//! Paged file backend.
//!
//! Every archive keeps one directory per calendar day. A day is divided into
//! slots of one writing period each; slots are grouped into fixed-size page
//! files so a slice write is a single in-place overwrite.
//!
//! # Components
//!
//! - [`layout`]: directory and file naming
//! - [`table`]: table metadata and slot addressing
//! - [`page`]: page file format
//! - [`adapter`]: reading and writing tables on disk
//! - [`archive`]: [`BasicArchive`], the archive contract over daily tables

pub mod adapter;
pub mod archive;
pub mod layout;
pub mod page;
pub mod table;

pub use adapter::TrendTableAdapter;
pub use archive::BasicArchive;
pub use layout::TableLayout;
pub use table::{TableMeta, TrendTable};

---

» Your objective
For every line above that holds the word "writing", report the whole line.

» Response box
//! slots of one writing period each; slots are grouped into fixed-size page
//! - [`adapter`]: reading and writing tables on disk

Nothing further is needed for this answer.